Published: 13 Jul 2020 | Last Updated: 28 Sep 2020 17:22:08

The cow herd located at RVC's Boltons Park Farm have recently been fitted with an activity tracker named CowAlert. The CowAlert system consists of several monitoring sensors placed on their legs and they measure and track activity budgets, detect lameness and oestrus.

CowAlert monitoring sensors track cow behaviour and activity

The monitoring sensors and CowAlert system was funded by an RVC Animal Care Trust grant of £29,000. The sensors aim to improve herd welfare, expose RVC students to technology available in practice, and also provide research opportunities to RVC staff and students into early detection behavioural changes.

Technology and ‘big data’ are becoming more common on farms, and the data gathered from the CowAlert system will complement the clinical activity of RVC farm staff and students. Once the sensors have been tracking activity for a short period of time, the system can access historic data to learn cows’ individual behaviour and flag up any changes which may indicate an issue.

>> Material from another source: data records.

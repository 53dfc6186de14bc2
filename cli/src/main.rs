use std::fmt::Write as _;
use std::io::{self, Write};

use clap::{Parser, Subcommand, ValueEnum};
use urltoken::error::{AppResult, run_with_error_handler};
use urltoken::{Config, Token};

#[derive(Parser, Debug)]
#[command(about = "Generate and inspect url-safe random tokens", long_about = None)]
pub struct Cli {
    /// Read ./config.toml instead of the per-user config
    #[arg(long, global = true)]
    pub local: bool,

    #[command(subcommand)]
    pub command: Commands,
}

#[derive(Subcommand, Debug)]
pub enum Commands {
    /// Generate new tokens
    Generate {
        /// Length in bytes, defaults to the configured length
        #[arg(long)]
        length: Option<usize>,
        #[arg(long, default_value_t = 1)]
        count: usize,
        #[arg(long, value_enum, default_value_t = Format::Text)]
        format: Format,
    },

    /// Decode a text token and print its bytes
    Inspect { text: String },
}

#[derive(ValueEnum, Clone, Copy, Debug, PartialEq, Eq)]
pub enum Format {
    Text,
    Hex,
}

fn to_hex(bytes: &[u8]) -> String {
    bytes.iter().fold(String::with_capacity(bytes.len() * 2), |mut out, b| {
        let _ = write!(out, "{b:02x}");
        out
    })
}

fn render(token: &Token, format: Format) -> String {
    match format {
        Format::Text => token.to_text(),
        Format::Hex => to_hex(token.as_bytes()),
    }
}

fn write_tokens<W: Write>(
    out: &mut W,
    length: usize,
    count: usize,
    format: Format,
) -> AppResult<()> {
    for _ in 0..count {
        let token = Token::generate(length)?;
        writeln!(out, "{}", render(&token, format))?;
    }
    Ok(())
}

async fn generate(
    use_local: bool,
    length: Option<usize>,
    count: usize,
    format: Format,
) -> AppResult<()> {
    let length = match length {
        Some(length) => length,
        None => Config::get_or_init(use_local).await?.token().length(),
    };

    tracing::debug!(length, count, "generating tokens");
    write_tokens(&mut io::stdout().lock(), length, count, format)
}

fn inspect(text: &str) -> AppResult<()> {
    let token: Token = text.parse()?;
    println!("length: {}", token.len());
    println!("bytes:  {}", to_hex(token.as_bytes()));
    Ok(())
}

#[tokio::main]
async fn main() {
    urltoken::init_tracing();
    let cli = Cli::parse();

    run_with_error_handler(async || match &cli.command {
        Commands::Generate {
            length,
            count,
            format,
        } => generate(cli.local, *length, *count, *format).await,
        Commands::Inspect { text } => inspect(text),
    })
    .await;
}
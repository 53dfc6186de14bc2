use std::fmt;

use serde::{
    Deserialize, Deserializer, Serialize, Serializer,
    de::{self, SeqAccess, Visitor},
};

use super::Token;

// Human readable formats get the base64 text, everything else the raw bytes.
impl Serialize for Token {
    fn serialize<S>(&self, serializer: S) -> Result<S::Ok, S::Error>
    where
        S: Serializer,
    {
        if serializer.is_human_readable() {
            serializer.serialize_str(&self.to_text())
        } else {
            serializer.serialize_bytes(self.as_bytes())
        }
    }
}

impl<'de> Deserialize<'de> for Token {
    fn deserialize<D>(deserializer: D) -> Result<Self, D::Error>
    where
        D: Deserializer<'de>,
    {
        if deserializer.is_human_readable() {
            deserializer.deserialize_str(TextVisitor)
        } else {
            deserializer.deserialize_bytes(BytesVisitor)
        }
    }
}

struct TextVisitor;

impl<'de> Visitor<'de> for TextVisitor {
    type Value = Token;

    fn expecting(&self, formatter: &mut fmt::Formatter<'_>) -> fmt::Result {
        formatter.write_str("an unpadded url-safe base64 string")
    }

    fn visit_str<E>(self, v: &str) -> Result<Self::Value, E>
    where
        E: de::Error,
    {
        v.parse().map_err(|_| E::invalid_value(de::Unexpected::Str(v), &self))
    }
}

struct BytesVisitor;

impl<'de> Visitor<'de> for BytesVisitor {
    type Value = Token;

    fn expecting(&self, formatter: &mut fmt::Formatter<'_>) -> fmt::Result {
        formatter.write_str("a byte sequence")
    }

    fn visit_bytes<E>(self, v: &[u8]) -> Result<Self::Value, E>
    where
        E: de::Error,
    {
        Ok(Token::from(v))
    }

    fn visit_byte_buf<E>(self, v: Vec<u8>) -> Result<Self::Value, E>
    where
        E: de::Error,
    {
        Ok(Token::from(v))
    }

    // some binary formats hand bytes over as a sequence of u8
    fn visit_seq<A>(self, mut seq: A) -> Result<Self::Value, A::Error>
    where
        A: SeqAccess<'de>,
    {
        let mut bytes = Vec::with_capacity(seq.size_hint().unwrap_or(0));
        while let Some(b) = seq.next_element::<u8>()? {
            bytes.push(b);
        }
        Ok(Token::from(bytes))
    }
}
use thiserror::Error;

pub type ConfigResult<T> = std::result::Result<T, ConfigError>;

#[derive(Debug, Error)]
pub enum ConfigError {
    #[error("io error: {0}")]
    IoError(#[from] std::io::Error),
    #[error("de error: {0}")]
    TomlDeError(#[from] toml::de::Error),
    #[error("invalid token length: {0}")]
    InvalidTokenLength(usize),
    #[error("config not found")]
    ConfigNotFound,
}
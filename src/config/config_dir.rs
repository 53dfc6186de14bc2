use std::{
    fs::File,
    io::Read,
    path::{Path, PathBuf},
};

use tracing::debug;

use super::error::{ConfigError, ConfigResult};

pub fn find_config_file(use_local: bool) -> PathBuf {
    let app_name = crate::APPLICATION_NAME;

    if use_local {
        return PathBuf::from("./config.toml");
    }

    #[cfg(unix)]
    let path = std::env::var_os("HOME");
    #[cfg(windows)]
    let path = std::env::var_os("APPDATA");

    #[cfg(any(unix, windows))]
    if let Some(app_path) = path {
        let mut path = PathBuf::from(app_path);

        if cfg!(unix) {
            path = path.join(".config");
        }

        path = path.join(app_name).join("config.toml");

        if path.exists() {
            return path;
        }
    }

    PathBuf::from("./config.toml")
}

pub fn read_config(use_local: bool) -> ConfigResult<Vec<u8>> {
    read_config_at(find_config_file(use_local))
}

pub(crate) fn read_config_at<P: AsRef<Path>>(filename: P) -> ConfigResult<Vec<u8>> {
    let filename = filename.as_ref();

    tracing::trace!("looking for config at: {}", filename.display());
    if !filename.exists() {
        return Err(ConfigError::ConfigNotFound);
    }

    let filename = filename.canonicalize()?;
    debug!("using {} as configuration file", filename.display());

    let mut fd = File::open(filename)?;
    let mut buf = Vec::new();
    fd.read_to_end(&mut buf)?;

    Ok(buf)
}
pub fn share_qparams_op_configs(dtype_configs: &[DTypeConfig]) -> Vec<BackendPatternConfig> {
    let mut ops: Vec<Op> = vec![];
    for d in Dim::ALL {
        ops.push(Mod::AdaptiveAvgPool(d).into());
        ops.push(Mod::AvgPool(d).into());
        ops.push(Mod::MaxPool(d).into());
    }
    ops.extend(
        [
            Mod::Hardtanh,
            Mod::Identity,
            Mod::PixelShuffle,
            Mod::PixelUnshuffle,
            Mod::ReLU,
            Mod::ReLU6,
        ]
        .map(Op::from),
    );
    for d in Dim::ALL {
        ops.push(F::AdaptiveAvgPool(d).into());
        ops.push(F::AvgPool(d).into());
        ops.push(F::MaxPool(d).into());
    }
    ops.extend(
        [
            F::Hardtanh,
            F::HardtanhInplace,
            F::Interpolate,
            F::PixelShuffle,
            F::PixelUnshuffle,
            F::Relu,
            F::Relu6,
            F::Clamp,
            F::Flatten,
            F::Mean,
            F::Narrow,
            F::RepeatInterleave,
            F::Transpose,
            F::Squeeze,
            F::Stack,
            F::Unsqueeze,
            F::OperatorFloordiv,
        ]
        .map(Op::from),
    );
    ops.extend(
        [
            M::Contiguous,
            M::Clamp,
            M::Detach,
            M::DetachInplace,
            M::Mean,
            M::Permute,
            M::Repeat,
            M::RepeatInterleave,
            M::Reshape,
            M::ResizeInplace,
            M::Relu,
            M::ReluInplace,
            M::Squeeze,
            M::SqueezeInplace,
            M::Transpose,
            M::Unsqueeze,
            M::UnsqueezeInplace,
            M::View,
        ]
        .map(Op::from),
    );
    ops.into_iter()
        .map(|op| single(op, Share, dtype_configs))
        .collect()
}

Early detection of lameness is vital, and early treatment results in improved recovery. The monitors will enable the long-term monitoring of the impact of lameness on the cattle and to develop early intervention tactics. These monitors may also help the detection of sub-clinical disease in the herd. Cows are naturally stoic in nature and as such may hide disease until it is advanced. Any detection of sub-clinical disease will have a huge benefit to the welfare of the cattle.

CowAlert monitoring sensors collect data on activity and behaviour
CowAlert monitoring sensors collect data on activity and behaviour

Additionally, the storage of data across the herd can be accessed by staff and students for research projects into their activity, lameness and their oestrus. The data can be accessed remotely allowing for more flexibility and greater tracking of cow behaviour and activity. This has been particularly useful in light of the COVID-19 outbreak where a number of research projects have been able to continue remotely without the need to be on campus.

RVC students are currently using the sensors to undertake research into the relationship between oestrus intensity and productivity, and the impacts of specific lesions and hoof trimming on lying behaviour. More projects are due to start in the autumn.